* **To do**
Once you have checked each line below for the word "three", give the number of lines that have it and nothing further.

* **Records**

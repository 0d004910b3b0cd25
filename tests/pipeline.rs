//! Integration tests for the dashboard analysis flows.

use microviz::prelude::*;
use nalgebra::DMatrix;
use serde_json::Value;
use std::io::Write;
use tempfile::TempDir;

const GENERA: [&str; 6] = [
    "Escherichia",
    "Bacillus",
    "Pseudomonas",
    "Clostridium",
    "Vibrio",
    "Streptomyces",
];

fn simple_rand(seed: &mut u64) -> f64 {
    *seed = seed.wrapping_mul(1103515245).wrapping_add(12345);
    ((*seed >> 16) & 0x7FFF) as f64 / 32768.0
}

/// Write a synthetic per-study genus table with two community types.
///
/// The first half of the runs is dominated by the first three genera, the
/// second half by the last three, so beta diversity splits the runs into
/// two clear clusters.
fn write_study_table(root: &TempDir, study: &str, run_prefix: &str, n_runs: usize) -> Vec<String> {
    let run_ids: Vec<String> = (0..n_runs)
        .map(|i| format!("{}{:02}", run_prefix, i))
        .collect();
    let dir = root.path().join(study);
    std::fs::create_dir_all(&dir).unwrap();
    let path = dir.join(format!("{}_genus_taxonomy_v5.0.csv", study));
    let mut file = std::fs::File::create(path).unwrap();

    write!(file, "Superkingdom,Phylum,Genus").unwrap();
    for run in &run_ids {
        write!(file, ",{}", run).unwrap();
    }
    writeln!(file).unwrap();

    let mut seed = 42u64;
    for (g, genus) in GENERA.iter().enumerate() {
        write!(file, "Bacteria,Proteobacteria,{}", genus).unwrap();
        for r in 0..n_runs {
            let first_community = r < n_runs / 2;
            let abundant = if first_community { g < 3 } else { g >= 3 };
            let base = if abundant { 400.0 } else { 4.0 };
            let noise = 0.9 + 0.2 * simple_rand(&mut seed);
            write!(file, ",{}", (base * noise).round()).unwrap();
        }
        writeln!(file).unwrap();
    }
    file.flush().unwrap();
    run_ids
}

/// Write run metadata with one sample per run and load it back.
fn write_run_metadata(root: &TempDir, name: &str, run_ids: &[String]) -> SampleMetadata {
    let path = root.path().join(name);
    let mut file = std::fs::File::create(&path).unwrap();
    writeln!(
        file,
        "sample_id,assembly_run_ids,biome,biome_feature,biome_material,\
         sampling_country,experiment_type,pipeline_version,instrument_platform"
    )
    .unwrap();
    for (i, run) in run_ids.iter().enumerate() {
        writeln!(
            file,
            "S{},{},Wastewater,sludge,activated,Denmark,metagenomic,5.0,Illumina",
            i, run
        )
        .unwrap();
    }
    file.flush().unwrap();
    SampleMetadata::from_csv(&path).unwrap()
}

#[test]
fn test_study_flow_separates_communities() {
    let root = TempDir::new().unwrap();
    let runs = write_study_table(&root, "MGYS90001", "ERRA", 8);

    let table = load_study_table(root.path(), "MGYS90001", TaxonomicRank::Genus).unwrap();
    assert_eq!(table.n_taxa(), 6);
    assert_eq!(table.n_samples(), 8);
    assert_eq!(table.sample_ids(), runs.as_slice());

    let metadata = write_run_metadata(&root, "samples.csv", &runs);
    let beta = beta_diversity_study(&table, &metadata).unwrap();
    let matrix = &beta.matrix;
    assert_eq!(matrix.ids(), runs.as_slice());

    for i in 0..8 {
        assert!(matrix.get(i, i).abs() < 1e-12, "diagonal must be zero");
        for j in 0..8 {
            let d = matrix.get(i, j);
            assert!((d - matrix.get(j, i)).abs() < 1e-12, "must be symmetric");
            assert!((0.0..=1.0).contains(&d), "distance {} out of range", d);
        }
    }

    // distances within a community are far smaller than across
    let within = (matrix.get(0, 1) + matrix.get(4, 5)) / 2.0;
    let across = matrix.get(0, 4);
    assert!(
        within < across,
        "within-community distance {} should undercut across-community {}",
        within,
        across
    );
    assert!(across > 0.8, "communities share almost nothing, got {}", across);

    let embedding = pcoa(matrix).unwrap();
    assert_eq!(embedding.sample_ids, runs);
    assert!(embedding.proportion_explained[0] >= embedding.proportion_explained[1]);
    assert!(
        embedding.proportion_explained[0] > 0.5,
        "a two-community design should load on PC1, got {}",
        embedding.proportion_explained[0]
    );

    let mean_first: f64 = embedding.pc1[..4].iter().sum::<f64>() / 4.0;
    let mean_second: f64 = embedding.pc1[4..].iter().sum::<f64>() / 4.0;
    assert!(
        (mean_first - mean_second).abs() > 0.3,
        "PC1 should separate the communities: {} vs {}",
        mean_first,
        mean_second
    );

    let frame = OrdinationFrame::single_study(&embedding, &beta.samples).unwrap();
    assert_eq!(frame.len(), 8);
    assert_eq!(frame.records()[0].biome.as_deref(), Some("Wastewater"));
    assert!(frame.records()[0].study.is_none());

    let out = root.path().join("embedding.csv");
    frame.to_csv(&out).unwrap();
    let content = std::fs::read_to_string(&out).unwrap();
    assert!(content.starts_with("run_id,PC1,PC2"));
    assert_eq!(content.lines().count(), 9);
}

#[test]
fn test_multi_run_samples_expand_to_rows() {
    let root = TempDir::new().unwrap();
    let path = root.path().join("samples.csv");
    let mut file = std::fs::File::create(&path).unwrap();
    writeln!(file, "sample_id,assembly_run_ids,biome").unwrap();
    writeln!(file, "S1,R1;R2,Wastewater").unwrap();
    writeln!(file, "S2,R3,Marine").unwrap();
    file.flush().unwrap();
    let metadata = SampleMetadata::from_csv(&path).unwrap();

    let table = AbundanceTable::new(
        DMatrix::from_row_slice(2, 3, &[5.0, 4.0, 1.0, 1.0, 2.0, 9.0]),
        vec!["Escherichia".to_string(), "Bacillus".to_string()],
        vec!["R1".to_string(), "R2".to_string(), "R3".to_string()],
    )
    .unwrap();

    let beta = beta_diversity_study(&table, &metadata).unwrap();
    // one sample row fans out to one record per listed run
    assert_eq!(beta.samples.len(), 3);
    assert_eq!(beta.samples.get(0).unwrap().sample_id.as_deref(), Some("S1"));
    assert_eq!(beta.samples.get(1).unwrap().sample_id.as_deref(), Some("S1"));
    assert_eq!(beta.samples.get(2).unwrap().sample_id.as_deref(), Some("S2"));
    assert_eq!(beta.samples.get(2).unwrap().biome.as_deref(), Some("Marine"));
}

#[test]
fn test_comparison_flow_labels_by_study() {
    let root = TempDir::new().unwrap();
    let runs_a = write_study_table(&root, "MGYS90001", "ERRA", 4);
    let runs_b = write_study_table(&root, "MGYS90002", "ERRB", 3);

    let table_a = load_study_table(root.path(), "MGYS90001", TaxonomicRank::Genus).unwrap();
    let table_b = load_study_table(root.path(), "MGYS90002", TaxonomicRank::Genus).unwrap();
    let pooled = pool_tables(&[("MGYS90001", &table_a), ("MGYS90002", &table_b)]).unwrap();
    assert_eq!(pooled.n_samples(), 7);

    let matrix = beta_diversity_comparison(&pooled).unwrap();
    let expected_ids: Vec<String> = runs_a.iter().chain(runs_b.iter()).cloned().collect();
    assert_eq!(matrix.ids(), expected_ids.as_slice());

    let embedding = pcoa(&matrix).unwrap();
    let frame = OrdinationFrame::study_comparison(&embedding, &pooled).unwrap();
    let studies: Vec<_> = frame
        .records()
        .iter()
        .map(|r| r.study.as_deref().unwrap())
        .collect();
    assert_eq!(
        studies,
        vec![
            "MGYS90001",
            "MGYS90001",
            "MGYS90001",
            "MGYS90001",
            "MGYS90002",
            "MGYS90002",
            "MGYS90002",
        ]
    );
    assert_eq!(
        frame.group_values(GroupBy::Study),
        vec!["MGYS90001", "MGYS90002"]
    );
}

#[test]
fn test_all_biomes_flow_joins_catalog() {
    let root = TempDir::new().unwrap();

    let abund_path = root.path().join("merged_abund.csv");
    let mut file = std::fs::File::create(&abund_path).unwrap();
    writeln!(file, "OTU,R1,R2,R3,R4").unwrap();
    writeln!(file, "Escherichia,400,390,5,4").unwrap();
    writeln!(file, "Bacillus,380,410,3,6").unwrap();
    writeln!(file, "Vibrio,4,6,420,395").unwrap();
    file.flush().unwrap();

    let run_ids: Vec<String> = (1..=4).map(|i| format!("R{}", i)).collect();
    let metadata = write_run_metadata(&root, "samples.csv", &run_ids);

    let studies_path = root.path().join("study_ids.csv");
    let mut file = std::fs::File::create(&studies_path).unwrap();
    writeln!(file, "assembly_run_ids,study_id").unwrap();
    writeln!(file, "R1,MGYS1").unwrap();
    writeln!(file, "R2,MGYS1").unwrap();
    writeln!(file, "R3,MGYS2").unwrap();
    writeln!(file, "R4,MGYS2").unwrap();
    file.flush().unwrap();
    let assignments = StudyAssignments::from_csv(&studies_path).unwrap();

    let catalog_path = root.path().join("studies_data.csv");
    let mut file = std::fs::File::create(&catalog_path).unwrap();
    writeln!(
        file,
        "study_id,biome,sampling_country,experiment_type,pipeline_version,instrument_platform"
    )
    .unwrap();
    writeln!(file, "MGYS1,Wastewater,Denmark,metagenomic,5.0,Illumina").unwrap();
    writeln!(file, "MGYS2,Marine,Norway,amplicon,4.1,Ion Torrent").unwrap();
    file.flush().unwrap();
    let catalog = StudyCatalog::from_csv(&catalog_path, &CatalogOptions::default()).unwrap();

    let table = AbundanceTable::from_csv(&abund_path).unwrap();
    let beta = beta_diversity_all_biomes(&table, &metadata).unwrap();
    let embedding = pcoa(&beta.matrix).unwrap();
    let frame =
        OrdinationFrame::all_biomes(&embedding, &beta.samples, &assignments, &catalog).unwrap();

    let first = &frame.records()[0];
    assert_eq!(first.study.as_deref(), Some("MGYS1"));
    assert_eq!(first.study_label.as_deref(), Some("MGYS1 - Wastewater"));
    assert_eq!(first.biome.as_deref(), Some("Wastewater"));
    assert_eq!(first.experiment_type.as_deref(), Some("Metagenomic"));
    let last = &frame.records()[3];
    assert_eq!(last.biome.as_deref(), Some("Marine"));
    assert_eq!(last.platform.as_deref(), Some("Ion Torrent"));
    assert_eq!(
        frame.group_values(GroupBy::Biome),
        vec!["Marine", "Wastewater"]
    );
}

const ASSOCIATION_XML: &str = r#"<?xml version="1.0" encoding="UTF-8"?>
<graphml xmlns="http://graphml.graphdrawing.org/xmlns">
  <key id="d0" for="node" attr.name="name" attr.type="string"/>
  <key id="d1" for="node" attr.name="degree" attr.type="double"/>
  <key id="d2" for="node" attr.name="cluster" attr.type="long"/>
  <key id="d3" for="edge" attr.name="weight" attr.type="double"/>
  <graph edgedefault="undirected">
    <node id="n0">
      <data key="d0">Bacteroides</data>
      <data key="d1">0</data>
      <data key="d2">1</data>
    </node>
    <node id="n1">
      <data key="d0">Prevotella</data>
      <data key="d1">5</data>
      <data key="d2">2</data>
    </node>
    <node id="n2">
      <data key="d1">10</data>
    </node>
    <edge source="n0" target="n1">
      <data key="d3">0.83</data>
    </edge>
    <edge source="n1" target="n2">
      <data key="d3">0.41</data>
    </edge>
  </graph>
</graphml>"#;

#[test]
fn test_association_graph_flow_round_trip() {
    let mut network = read_graphml_str(ASSOCIATION_XML).unwrap();
    assert_eq!(network.n_nodes(), 3);
    assert_eq!(network.n_edges(), 2);

    style_association_network(&mut network, SizeRange::ASSOCIATION);
    assert_eq!(network.node("n0").unwrap().size, Some(6.0));
    assert_eq!(network.node("n1").unwrap().size, Some(18.0));
    assert_eq!(network.node("n2").unwrap().size, Some(30.0));
    assert_eq!(network.node("n0").unwrap().display_label(), "Bacteroides");
    assert_eq!(network.node("n2").unwrap().display_label(), "n2");
    assert!(network.node("n0").unwrap().color.is_some());
    assert!(network.node("n2").unwrap().color.is_none());

    let root = TempDir::new().unwrap();
    let out = root.path().join("styled.graphml");
    write_graphml(&network, &out).unwrap();
    let back = read_graphml(&out).unwrap();
    assert_eq!(back.n_nodes(), 3);
    assert_eq!(back.n_edges(), 2);
    assert!(!back.is_directed());
    let n1 = back.node("n1").unwrap();
    assert_eq!(n1.data["size"], "18");
    assert_eq!(n1.data["label"], "Prevotella");
    assert_eq!(
        back.edge_between("n0", "n1").unwrap().data["weight"],
        "0.83"
    );
}

const KNOWLEDGE_XML: &str = r#"<?xml version="1.0" encoding="UTF-8"?>
<graphml xmlns="http://graphml.graphdrawing.org/xmlns">
  <key id="d0" for="node" attr.name="labels" attr.type="string"/>
  <key id="d1" for="node" attr.name="betweenness_centrality" attr.type="double"/>
  <key id="d2" for="edge" attr.name="label" attr.type="string"/>
  <graph edgedefault="directed">
    <node id="p1">
      <data key="d0">:Protein</data>
      <data key="d1">0.0</data>
    </node>
    <node id="p2">
      <data key="d0">:Protein</data>
      <data key="d1">0.5</data>
    </node>
    <node id="m1">
      <data key="d0">:Metabolite</data>
      <data key="d1">1.0</data>
    </node>
    <edge source="p1" target="p2">
      <data key="d2">INTERACTS_WITH</data>
    </edge>
  </graph>
</graphml>"#;

const STYLE_YAML: &str = r##"
kg_nodes:
  Protein:
    color: "#1f77b4"
    border-color: "#0b3d61"
  Metabolite:
    color: "#2ca02c"
    border-color: "#14501a"
kg_edges:
  INTERACTS_WITH:
    color: "#999999"
"##;

#[test]
fn test_knowledge_graph_flow_exports() {
    let config = DashboardConfig::from_yaml(STYLE_YAML).unwrap();
    let mut network = read_graphml_str(KNOWLEDGE_XML).unwrap();
    assert!(network.is_directed());

    style_knowledge_subgraph(
        &mut network,
        SizeRange::KNOWLEDGE,
        &config.kg_nodes,
        &config.kg_edges,
    );
    assert_eq!(network.node("p1").unwrap().size, Some(10.0));
    assert_eq!(network.node("p2").unwrap().size, Some(30.0));
    assert_eq!(network.node("m1").unwrap().size, Some(50.0));
    assert_eq!(network.node("p1").unwrap().color.as_deref(), Some("#1f77b4"));
    assert_eq!(network.node("m1").unwrap().color.as_deref(), Some("#2ca02c"));
    assert_eq!(network.node("p1").unwrap().display_label(), "Protein");

    let root = TempDir::new().unwrap();
    let edges_path = root.path().join("edges.csv");
    write_edge_list(&network, &edges_path).unwrap();
    let content = std::fs::read_to_string(&edges_path).unwrap();
    let mut lines = content.lines();
    assert_eq!(lines.next().unwrap(), "source,target,label,color");
    assert_eq!(lines.next().unwrap(), "p1,p2,INTERACTS_WITH,#999999");

    let json_path = root.path().join("graph.json");
    write_cytoscape_json(&network, &json_path).unwrap();
    let doc: Value =
        serde_json::from_str(&std::fs::read_to_string(&json_path).unwrap()).unwrap();
    assert_eq!(doc["directed"], Value::Bool(true));
    assert_eq!(doc["elements"]["nodes"].as_array().unwrap().len(), 3);
    assert_eq!(
        doc["elements"]["edges"][0]["data"]["source"],
        Value::String("p1".to_string())
    );
}

#[test]
fn test_cache_shares_loaded_tables() {
    let root = TempDir::new().unwrap();
    let runs = write_study_table(&root, "MGYS90001", "ERRA", 4);

    let cache = AnalysisCache::new();
    let load = || load_study_table(root.path(), "MGYS90001", TaxonomicRank::Genus);
    let first = cache
        .table_or_load(root.path().join("MGYS90001"), "genus", load)
        .unwrap();
    let second = cache
        .table_or_load(root.path().join("MGYS90001"), "genus", || {
            panic!("second lookup must hit the cache")
        })
        .unwrap();
    assert!(std::sync::Arc::ptr_eq(&first, &second));
    assert_eq!(first.sample_ids(), runs.as_slice());
    assert_eq!(cache.len(), 1);
}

* **Output of the task**
2